Fountas also defended her teaching methods, and she said journalists have focused so narrowly on the cueing theory that they have oversimplified the learning process.
“You take a look at all the media narrative, and those are the things that come up: ‘You teach children to guess,’” Fountas said. “What we can learn from that is we didn’t do a very good job explaining it.” She added: “Anybody who believes that reading is not meaning-driven is missing the whole point of what it means to be literate.”
Pinnell, a retired professor from The Ohio State University, said there are “so many misconceptions” in the current debate over reading instruction. She argued that some of the legislative efforts are going too far, including the reading mandate Ohio legislators passed last year that bans teaching based on the cueing theory.

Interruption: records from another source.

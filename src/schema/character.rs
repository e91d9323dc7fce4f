use rustc_hash::FxHashMap;
use serde::{Deserialize, Serialize};
use std::fmt;
use std::str::FromStr;
use thiserror::Error;

/// Raised when a tabular value falls outside an enumerated field's allowed set.
#[derive(Debug, Clone, PartialEq, Eq, Error)]
#[error("invalid {field} value '{value}' (expected one of: {expected})")]
pub struct ParseFieldError {
    pub field: &'static str,
    pub value: String,
    pub expected: &'static str,
}

/// Age bracket of a character. Drives the height tier.
#[derive(Debug, Clone, Copy, PartialEq, Eq, Hash, Serialize, Deserialize)]
#[serde(rename_all = "lowercase")]
pub enum AgeGroup {
    Child,
    Teen,
    Adult,
}

impl AgeGroup {
    pub fn token(&self) -> &'static str {
        match self {
            Self::Child => "child",
            Self::Teen => "teen",
            Self::Adult => "adult",
        }
    }
}

impl FromStr for AgeGroup {
    type Err = ParseFieldError;

    fn from_str(s: &str) -> Result<Self, Self::Err> {
        match s.trim().to_lowercase().as_str() {
            "child" => Ok(Self::Child),
            "teen" => Ok(Self::Teen),
            "adult" => Ok(Self::Adult),
            _ => Err(ParseFieldError {
                field: "Age_Group",
                value: s.to_string(),
                expected: "child, teen, adult",
            }),
        }
    }
}

impl fmt::Display for AgeGroup {
    fn fmt(&self, f: &mut fmt::Formatter<'_>) -> fmt::Result {
        f.write_str(self.token())
    }
}

#[derive(Debug, Clone, Copy, PartialEq, Eq, Hash, Serialize, Deserialize)]
#[serde(rename_all = "lowercase")]
pub enum Gender {
    Female,
    Male,
}

impl Gender {
    pub fn token(&self) -> &'static str {
        match self {
            Self::Female => "female",
            Self::Male => "male",
        }
    }
}

impl FromStr for Gender {
    type Err = ParseFieldError;

    fn from_str(s: &str) -> Result<Self, Self::Err> {
        match s.trim().to_lowercase().as_str() {
            "female" => Ok(Self::Female),
            "male" => Ok(Self::Male),
            _ => Err(ParseFieldError {
                field: "Gender",
                value: s.to_string(),
                expected: "female, male",
            }),
        }
    }
}

impl fmt::Display for Gender {
    fn fmt(&self, f: &mut fmt::Formatter<'_>) -> fmt::Result {
        f.write_str(self.token())
    }
}

/// Which outfit block a prompt dresses its characters in.
#[derive(Debug, Clone, Copy, PartialEq, Eq, Hash, PartialOrd, Ord, Serialize, Deserialize)]
#[serde(rename_all = "lowercase")]
pub enum OutfitMode {
    Casual,
    Pajamas,
    Camp,
    Band,
    Formal,
}

impl OutfitMode {
    pub const ALL: [OutfitMode; 5] = [
        Self::Casual,
        Self::Pajamas,
        Self::Camp,
        Self::Band,
        Self::Formal,
    ];

    pub fn name(&self) -> &'static str {
        match self {
            Self::Casual => "casual",
            Self::Pajamas => "pajamas",
            Self::Camp => "camp",
            Self::Band => "band",
            Self::Formal => "formal",
        }
    }

    /// Lenient lookup: anything unrecognized dresses the character casually.
    pub fn from_key(key: &str) -> Self {
        key.parse().unwrap_or(Self::Casual)
    }
}

impl FromStr for OutfitMode {
    type Err = ParseFieldError;

    fn from_str(s: &str) -> Result<Self, Self::Err> {
        match s.trim().to_lowercase().as_str() {
            "casual" => Ok(Self::Casual),
            "pajamas" => Ok(Self::Pajamas),
            "camp" => Ok(Self::Camp),
            "band" => Ok(Self::Band),
            "formal" => Ok(Self::Formal),
            _ => Err(ParseFieldError {
                field: "outfit",
                value: s.to_string(),
                expected: "casual, pajamas, camp, band, formal",
            }),
        }
    }
}

impl fmt::Display for OutfitMode {
    fn fmt(&self, f: &mut fmt::Formatter<'_>) -> fmt::Result {
        f.write_str(self.name())
    }
}

/// Free-form, possibly weighted prompt blocks carried by each character.
#[derive(Debug, Clone, Default, PartialEq, Eq, Serialize, Deserialize)]
pub struct AppearanceBlocks {
    pub hair: String,
    pub casual: String,
    pub pajamas: String,
    pub camp: String,
    pub band: String,
    pub formal: String,
}

/// One roster row. Immutable once loaded.
#[derive(Debug, Clone, PartialEq, Eq, Serialize, Deserialize)]
pub struct CharacterRecord {
    pub name: String,
    pub age_group: AgeGroup,
    pub gender: Gender,
    pub eye_color: String,
    pub skin_tone: String,
    /// Classifier string such as "petite build"; matched by keyword.
    pub body_type: String,
    pub blocks: AppearanceBlocks,
}

impl CharacterRecord {
    /// Case-insensitive identity key.
    pub fn key(&self) -> String {
        self.name.to_lowercase()
    }

    pub fn same_identity(&self, other: &CharacterRecord) -> bool {
        self.key() == other.key()
    }
}

/// The loaded character roster with a precomputed case-insensitive name index.
///
/// Names are unique: a later record whose name collides with an earlier one
/// (ignoring case) is rejected by [`Roster::push`].
#[derive(Debug, Clone, Default)]
pub struct Roster {
    records: Vec<CharacterRecord>,
    index: FxHashMap<String, usize>,
}

impl Roster {
    pub fn new() -> Self {
        Self::default()
    }

    /// Add a record. Returns `false` (and keeps the existing entry) when the
    /// name is blank or already present.
    pub fn push(&mut self, record: CharacterRecord) -> bool {
        let key = record.key();
        if key.trim().is_empty() || self.index.contains_key(&key) {
            return false;
        }
        self.index.insert(key, self.records.len());
        self.records.push(record);
        true
    }

    /// Exact, case-insensitive lookup. Input is trimmed.
    pub fn get(&self, name: &str) -> Option<&CharacterRecord> {
        let key = name.trim().to_lowercase();
        self.index.get(&key).map(|&i| &self.records[i])
    }

    pub fn records(&self) -> &[CharacterRecord] {
        &self.records
    }

    pub fn len(&self) -> usize {
        self.records.len()
    }

    pub fn is_empty(&self) -> bool {
        self.records.is_empty()
    }
}

impl FromIterator<CharacterRecord> for Roster {
    fn from_iter<I: IntoIterator<Item = CharacterRecord>>(iter: I) -> Self {
        let mut roster = Roster::new();
        for record in iter {
            roster.push(record);
        }
        roster
    }
}

#[cfg(test)]
mod tests {
    use super::*;

    fn record(name: &str) -> CharacterRecord {
        CharacterRecord {
            name: name.to_string(),
            age_group: AgeGroup::Teen,
            gender: Gender::Female,
            eye_color: "blue".to_string(),
            skin_tone: "light pastel skin".to_string(),
            body_type: "slim build".to_string(),
            blocks: AppearanceBlocks::default(),
        }
    }

    #[test]
    fn parse_age_group_is_case_insensitive() {
        assert_eq!(" Teen ".parse::<AgeGroup>().unwrap(), AgeGroup::Teen);
        assert_eq!("ADULT".parse::<AgeGroup>().unwrap(), AgeGroup::Adult);
    }

    #[test]
    fn parse_age_group_rejects_unknown() {
        let err = "elder".parse::<AgeGroup>().unwrap_err();
        assert_eq!(err.value, "elder");
        assert!(err.to_string().contains("Age_Group"));
    }

    #[test]
    fn parse_gender_rejects_unknown() {
        assert!("other".parse::<Gender>().is_err());
        assert_eq!("male".parse::<Gender>().unwrap(), Gender::Male);
    }

    #[test]
    fn outfit_from_key_defaults_to_casual() {
        assert_eq!(OutfitMode::from_key("band"), OutfitMode::Band);
        assert_eq!(OutfitMode::from_key("swimwear"), OutfitMode::Casual);
        assert_eq!(OutfitMode::from_key(""), OutfitMode::Casual);
    }

    #[test]
    fn roster_lookup_ignores_case() {
        let roster: Roster = vec![record("Rarity"), record("Applejack")].into_iter().collect();
        assert_eq!(roster.get("rarity").map(|r| r.name.as_str()), Some("Rarity"));
        assert_eq!(roster.get("  APPLEJACK ").map(|r| r.name.as_str()), Some("Applejack"));
        assert!(roster.get("Spike").is_none());
    }

    #[test]
    fn roster_keeps_first_duplicate() {
        let mut roster = Roster::new();
        assert!(roster.push(record("Rarity")));
        let mut dup = record("RARITY");
        dup.eye_color = "green".to_string();
        assert!(!roster.push(dup));
        assert_eq!(roster.len(), 1);
        assert_eq!(roster.get("rarity").unwrap().eye_color, "blue");
    }

    #[test]
    fn roster_rejects_blank_names() {
        let mut roster = Roster::new();
        assert!(!roster.push(record("   ")));
        assert!(roster.is_empty());
    }
}
use indexmap::IndexMap;
use serde::{Deserialize, Serialize};

/// Section names the assembler always computes itself.
pub mod keys {
    pub const DEMOGRAPHICS: &str = "Demographics";
    pub const BODY_TYPE: &str = "Body_Type";
    pub const HEIGHT: &str = "Height";
    pub const SKIN_TONE: &str = "Skin_Tone";
    pub const EYE_COLOR: &str = "Eye_Color";
    pub const HAIR: &str = "Hair";
    pub const POSE: &str = "Pose";
    pub const LIGHTING: &str = "Lighting";
    pub const OUTFIT: &str = "Outfit";
    pub const NEGATIVE: &str = "Negative";

    /// Injected keys in render order.
    pub const INJECTED: [&str; 10] = [
        DEMOGRAPHICS,
        BODY_TYPE,
        HEIGHT,
        SKIN_TONE,
        EYE_COLOR,
        HAIR,
        POSE,
        LIGHTING,
        OUTFIT,
        NEGATIVE,
    ];

    pub fn is_injected(key: &str) -> bool {
        INJECTED.contains(&key)
    }
}

/// Section name → resolved text for one generation unit.
///
/// Keys are unique and keep first-insertion order; overwriting a key keeps
/// its original position.
#[derive(Debug, Clone, Default, PartialEq, Eq, Serialize, Deserialize)]
pub struct AssembledPrompt {
    sections: IndexMap<String, String>,
}

impl AssembledPrompt {
    pub fn new() -> Self {
        Self::default()
    }

    pub fn set(&mut self, key: impl Into<String>, value: impl Into<String>) {
        self.sections.insert(key.into(), value.into());
    }

    pub fn get(&self, key: &str) -> Option<&str> {
        self.sections.get(key).map(String::as_str)
    }

    pub fn contains_key(&self, key: &str) -> bool {
        self.sections.contains_key(key)
    }

    pub fn iter(&self) -> impl Iterator<Item = (&str, &str)> {
        self.sections.iter().map(|(k, v)| (k.as_str(), v.as_str()))
    }

    pub fn len(&self) -> usize {
        self.sections.len()
    }

    pub fn is_empty(&self) -> bool {
        self.sections.is_empty()
    }
}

“I live in a state that, a year ago, made laws against things that they didn't even know what they were,” she said.
Pinnell and Fountas did not respond to emails requesting an interview.
In an email to APM Reports, Calkins said she has mixed views of the legislation that’s being passed across the country. “We oppose legislation that mandates a one-size-fits-all approach to districts, teachers or children,” she wrote, “and support legislation that encourages school districts to adopt practices aligned with the science of reading while still maintaining local control and flexibility.”
Heinemann has another best-selling author, Jennifer Serravallo, who didn’t participate in the discussion. Serravallo, who declined an interview request, has written several books for educators focusing on strategies for reading and writing. She’s now in the process of switching publishers. Serravallo released her first book with Heinemann in 2007, but she’ll publish her next title with Corwin today.